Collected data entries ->
· · · ·
use core::fmt;

/// Lowercase hex rendering of a byte slice, used for node ids, query ids and
/// password digests in logs and on the wire.
pub struct HexSlice<'a>(&'a [u8]);

impl<'a> HexSlice<'a> {
    fn new<T>(data: &'a T) -> HexSlice<'a>
    where
        T: ?Sized + AsRef<[u8]> + 'a,
    {
        HexSlice(data.as_ref())
    }

    /// Only the first `n` bytes, enough to tell nodes apart in a log line.
    pub fn short(&self, n: usize) -> HexSlice<'a> {
        HexSlice(&self.0[..n.min(self.0.len())])
    }
}

impl fmt::Display for HexSlice<'_> {
    fn fmt(&self, f: &mut fmt::Formatter<'_>) -> fmt::Result {
        for byte in self.0 {
            write!(f, "{:02x}", byte)?;
        }
        Ok(())
    }
}

impl fmt::Debug for HexSlice<'_> {
    fn fmt(&self, f: &mut fmt::Formatter<'_>) -> fmt::Result {
        write!(f, "{}", self)
    }
}

pub trait HexDisplayExt {
    fn hex(&self) -> HexSlice<'_>;
}

impl<T> HexDisplayExt for T
where
    T: ?Sized + AsRef<[u8]>,
{
    fn hex(&self) -> HexSlice<'_> {
        HexSlice::new(self)
    }
}
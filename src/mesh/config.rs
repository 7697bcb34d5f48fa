use std::time::Duration;

use typed_builder::TypedBuilder;

const DEFAULT_MAX_HOPS: usize = 16;
const DEFAULT_FORWARD_TIMEOUT: Duration = Duration::from_secs(5);
const DEFAULT_SEEN_COMMANDS: usize = 4096;

/// Per-node forwarding settings.
#[derive(Debug, Clone, TypedBuilder)]
pub struct NodeConfig {
    /// Commands that already went through this many nodes are not relayed
    /// any further.
    #[builder(default = DEFAULT_MAX_HOPS)]
    pub max_hops: usize,
    /// How long to wait for a neighbour's reply before giving up on it.
    #[builder(default = DEFAULT_FORWARD_TIMEOUT)]
    pub forward_timeout: Duration,
    /// How many recent command ids a node remembers. A command that comes
    /// back while its id is remembered is turned away.
    #[builder(default = DEFAULT_SEEN_COMMANDS)]
    pub seen_commands: usize,
}

impl Default for NodeConfig {
    fn default() -> Self {
        Self::builder().build()
    }
}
· · · ·
TRY IT ->
Output every entry exactly as given.

PROBLEM SOLUTION ->
use core::fmt;

/// Lowercase hex rendering of a byte slice, used for node ids, query ids and
/// password digests in logs and on the wire.
pub struct HexSlice<'a>(&'a [u8]);

impl<'a> HexSlice<'a> {
    fn new<T>(data: &'a T) -> HexSlice<'a>
    where
        T: ?Sized + AsRef<[u8]> + 'a,
    {
        HexSlice(data.as_ref())
    }

    /// Only the first `n` bytes, enough to tell nodes apart in a log line.
    pub fn short(&self, n: usize) -> HexSlice<'a> {
        HexSlice(&self.0[..n.min(self.0.len())])
    }
}

impl fmt::Display for HexSlice<'_> {
    fn fmt(&self, f: &mut fmt::Formatter<'_>) -> fmt::Result {
        for byte in self.0 {
            write!(f, "{:02x}", byte)?;
        }
        Ok(())
    }
}

impl fmt::Debug for HexSlice<'_> {
    fn fmt(&self, f: &mut fmt::Formatter<'_>) -> fmt::Result {
        write!(f, "{}", self)
    }
}

pub trait HexDisplayExt {
    fn hex(&self) -> HexSlice<'_>;
}

impl<T> HexDisplayExt for T
where
    T: ?Sized + AsRef<[u8]>,
{
    fn hex(&self) -> HexSlice<'_> {
        HexSlice::new(self)
    }
}
filename src/mesh/config.rs
repository 7697bcb34d5f48fa
use std::time::Duration;

use typed_builder::TypedBuilder;

const DEFAULT_MAX_HOPS: usize = 16;
const DEFAULT_FORWARD_TIMEOUT: Duration = Duration::from_secs(5);
const DEFAULT_SEEN_COMMANDS: usize = 4096;

/// Per-node forwarding settings.
#[derive(Debug, Clone, TypedBuilder)]
pub struct NodeConfig {
    /// Commands that already went through this many nodes are not relayed
    /// any further.
    #[builder(default = DEFAULT_MAX_HOPS)]
    pub max_hops: usize,
    /// How long to wait for a neighbour's reply before giving up on it.
    #[builder(default = DEFAULT_FORWARD_TIMEOUT)]
    pub forward_timeout: Duration,
    /// How many recent command ids a node remembers. A command that comes
    /// back while its id is remembered is turned away.
    #[builder(default = DEFAULT_SEEN_COMMANDS)]
    pub seen_commands: usize,
}

impl Default for NodeConfig {
    fn default() -> Self {
        Self::builder().build()
    }
}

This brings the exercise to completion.